# [What you are asked to do]
Take the data below and copy exactly the lines starting at the one with "use super::dto::*;" and finishing at the one with "q.map(|Query(v)| v)", both included.

*** Opening of Information given ***

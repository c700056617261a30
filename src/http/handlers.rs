use axum::body::Bytes;
use axum::extract::rejection::QueryRejection;
use axum::extract::{Path, Query, State};
use axum::http::StatusCode;
use axum::Json;

use crate::engine::EngineError;
use crate::limits::DEFAULT_PAGE_SIZE;
use crate::model::BookingStatus;

use super::dto::*;
use super::{parse_body, parse_id, ApiError, ApiResult, AppState, Authenticated};

fn query<T>(q: Result<Query<T>, QueryRejection>) -> ApiResult<T> {
    q.map(|Query(v)| v)
        .map_err(|e| ApiError(EngineError::Validation(e.body_text())))
}

pub async fn health() -> &'static str {
    "ok"
}

// ── Users ────────────────────────────────────────────────

pub async fn register_user(
    State(state): State<AppState>,
    body: Bytes,
) -> ApiResult<(StatusCode, Json<UserResponse>)> {
    let req: RegisterRequest = parse_body(&body)?;
    let user = state.engine.register_user(&req.email, &req.name).await?;
    Ok((StatusCode::CREATED, Json(user.into())))
}

pub async fn list_users(
    State(state): State<AppState>,
    Authenticated(caller): Authenticated,
) -> ApiResult<Json<Vec<UserResponse>>> {
    let users = state.engine.list_users(&caller)?;
    Ok(Json(users.into_iter().map(Into::into).collect()))
}

pub async fn current_user(
    State(state): State<AppState>,
    Authenticated(caller): Authenticated,
) -> ApiResult<Json<UserResponse>> {
    Ok(Json(state.engine.get_user(&caller, caller.user_id)?.into()))
}

pub async fn get_user(
    State(state): State<AppState>,
    Authenticated(caller): Authenticated,
    Path(id): Path<String>,
) -> ApiResult<Json<UserResponse>> {
    let id = parse_id(&id, "user")?;
    Ok(Json(state.engine.get_user(&caller, id)?.into()))
}

pub async fn change_role(
    State(state): State<AppState>,
    Authenticated(caller): Authenticated,
    Path(id): Path<String>,
    body: Bytes,
) -> ApiResult<Json<UserResponse>> {
    let id = parse_id(&id, "user")?;
    let req: RoleRequest = parse_body(&body)?;
    Ok(Json(state.engine.change_role(&caller, id, req.role).await?.into()))
}

// ── Courts ───────────────────────────────────────────────

pub async fn list_courts(State(state): State<AppState>) -> Json<Vec<CourtResponse>> {
    let courts = state.engine.list_courts().await;
    Json(courts.into_iter().map(Into::into).collect())
}

pub async fn list_available_courts(
    State(state): State<AppState>,
    window: Result<Query<WindowQuery>, QueryRejection>,
) -> ApiResult<Json<Vec<CourtResponse>>> {
    let window = query(window)?;
    let courts = state
        .engine
        .list_available_courts(to_ms(window.start), to_ms(window.end))
        .await?;
    Ok(Json(courts.into_iter().map(Into::into).collect()))
}

pub async fn get_court(
    State(state): State<AppState>,
    Path(id): Path<String>,
) -> ApiResult<Json<CourtResponse>> {
    let id = parse_id(&id, "court")?;
    Ok(Json(state.engine.get_court(id).await?.into()))
}

pub async fn free_slots(
    State(state): State<AppState>,
    Path(id): Path<String>,
    window: Result<Query<WindowQuery>, QueryRejection>,
) -> ApiResult<Json<Vec<SlotResponse>>> {
    let id = parse_id(&id, "court")?;
    let window = query(window)?;
    let slots = state
        .engine
        .free_slots(id, to_ms(window.start), to_ms(window.end))
        .await?;
    Ok(Json(slots.into_iter().map(Into::into).collect()))
}

pub async fn has_conflict(
    State(state): State<AppState>,
    Path(id): Path<String>,
    window: Result<Query<WindowQuery>, QueryRejection>,
) -> ApiResult<Json<ConflictResponse>> {
    let id = parse_id(&id, "court")?;
    let window = query(window)?;
    let conflict = state
        .engine
        .has_conflict(id, to_ms(window.start), to_ms(window.end))
        .await?;
    Ok(Json(ConflictResponse { conflict }))
}

pub async fn create_court(
    State(state): State<AppState>,
    Authenticated(caller): Authenticated,
    body: Bytes,
) -> ApiResult<(StatusCode, Json<CourtResponse>)> {
    let draft = parse_body::<CourtRequest>(&body)?.into_draft()?;
    let court = state.engine.create_court(&caller, draft).await?;
    Ok((StatusCode::CREATED, Json(court.into())))
}

pub async fn update_court(
    State(state): State<AppState>,
    Authenticated(caller): Authenticated,
    Path(id): Path<String>,
    body: Bytes,
) -> ApiResult<Json<CourtResponse>> {
    let id = parse_id(&id, "court")?;
    let draft = parse_body::<CourtRequest>(&body)?.into_draft()?;
    Ok(Json(state.engine.update_court(&caller, id, draft).await?.into()))
}

pub async fn patch_court(
    State(state): State<AppState>,
    Authenticated(caller): Authenticated,
    Path(id): Path<String>,
    body: Bytes,
) -> ApiResult<Json<CourtResponse>> {
    let id = parse_id(&id, "court")?;
    let patch: CourtPatchRequest = parse_body(&body)?;
    Ok(Json(state.engine.patch_court(&caller, id, patch.into()).await?.into()))
}

pub async fn delete_court(
    State(state): State<AppState>,
    Authenticated(caller): Authenticated,
    Path(id): Path<String>,
) -> ApiResult<StatusCode> {
    let id = parse_id(&id, "court")?;
    state.engine.delete_court(&caller, id).await?;
    Ok(StatusCode::NO_CONTENT)
}

// ── Bookings ─────────────────────────────────────────────

pub async fn list_bookings(
    State(state): State<AppState>,
    Authenticated(caller): Authenticated,
) -> ApiResult<Json<Vec<BookingResponse>>> {
    let bookings = state.engine.list_bookings(&caller).await?;
    Ok(Json(bookings.into_iter().map(Into::into).collect()))
}

pub async fn list_my_bookings(
    State(state): State<AppState>,
    Authenticated(caller): Authenticated,
    params: Result<Query<MyBookingsQuery>, QueryRejection>,
) -> ApiResult<Json<PageResponse<BookingResponse>>> {
    let params = query(params)?;
    let status = params
        .status
        .as_deref()
        .map(str::parse::<BookingStatus>)
        .transpose()
        .map_err(|e| ApiError(EngineError::Validation(e.to_string())))?;
    let page = state
        .engine
        .list_my_bookings(
            &caller,
            params.page.unwrap_or(0),
            params.size.unwrap_or(DEFAULT_PAGE_SIZE),
            status,
        )
        .await?;
    Ok(Json(page.into()))
}

pub async fn create_booking(
    State(state): State<AppState>,
    Authenticated(caller): Authenticated,
    body: Bytes,
) -> ApiResult<(StatusCode, Json<BookingResponse>)> {
    let req: BookingRequest = parse_body(&body)?;
    let booking = state
        .engine
        .create_booking(&caller, req.court_id, to_ms(req.start_time), to_ms(req.end_time))
        .await?;
    Ok((StatusCode::CREATED, Json(booking.into())))
}

pub async fn get_booking(
    State(state): State<AppState>,
    Authenticated(caller): Authenticated,
    Path(id): Path<String>,
) -> ApiResult<Json<BookingResponse>> {
    let id = parse_id(&id, "booking")?;
    Ok(Json(state.engine.get_booking(&caller, id).await?.into()))
}

pub async fn update_booking(
    State(state): State<AppState>,
    Authenticated(caller): Authenticated,
    Path(id): Path<String>,
    body: Bytes,
) -> ApiResult<Json<BookingResponse>> {
    let id = parse_id(&id, "booking")?;
    let req: BookingRequest = parse_body(&body)?;
    let booking = state
        .engine
        .update_booking(&caller, id, req.court_id, to_ms(req.start_time), to_ms(req.end_time))
        .await?;
    Ok(Json(booking.into()))
}

pub async fn patch_booking(
    State(state): State<AppState>,
    Authenticated(caller): Authenticated,
    Path(id): Path<String>,
    body: Bytes,
) -> ApiResult<Json<BookingResponse>> {
    let id = parse_id(&id, "booking")?;
    let patch: BookingPatchRequest = parse_body(&body)?;
    Ok(Json(state.engine.patch_booking(&caller, id, patch.into()).await?.into()))
}

pub async fn cancel_booking(
    State(state): State<AppState>,
    Authenticated(caller): Authenticated,
    Path(id): Path<String>,
) -> ApiResult<Json<BookingResponse>> {
    let id = parse_id(&id, "booking")?;
    Ok(Json(state.engine.cancel_booking(&caller, id).await?.into()))
}

pub async fn delete_booking(
    State(state): State<AppState>,
    Authenticated(caller): Authenticated,
    Path(id): Path<String>,
) -> ApiResult<StatusCode> {
    let id = parse_id(&id, "booking")?;
    state.engine.delete_booking(&caller, id).await?;
    Ok(StatusCode::NO_CONTENT)
}

// ── Statistics ───────────────────────────────────────────

pub async fn admin_stats(
    State(state): State<AppState>,
    Authenticated(caller): Authenticated,
) -> ApiResult<Json<StatsResponse>> {
    Ok(Json(state.engine.admin_stats(&caller).await?.into()))
}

*** Close of Information given ***

# [Answer section]
use super::dto::*;
use super::{parse_body, parse_id, ApiError, ApiResult, AppState, Authenticated};

fn query<T>(q: Result<Query<T>, QueryRejection>) -> ApiResult<T> {
    q.map(|Query(v)| v)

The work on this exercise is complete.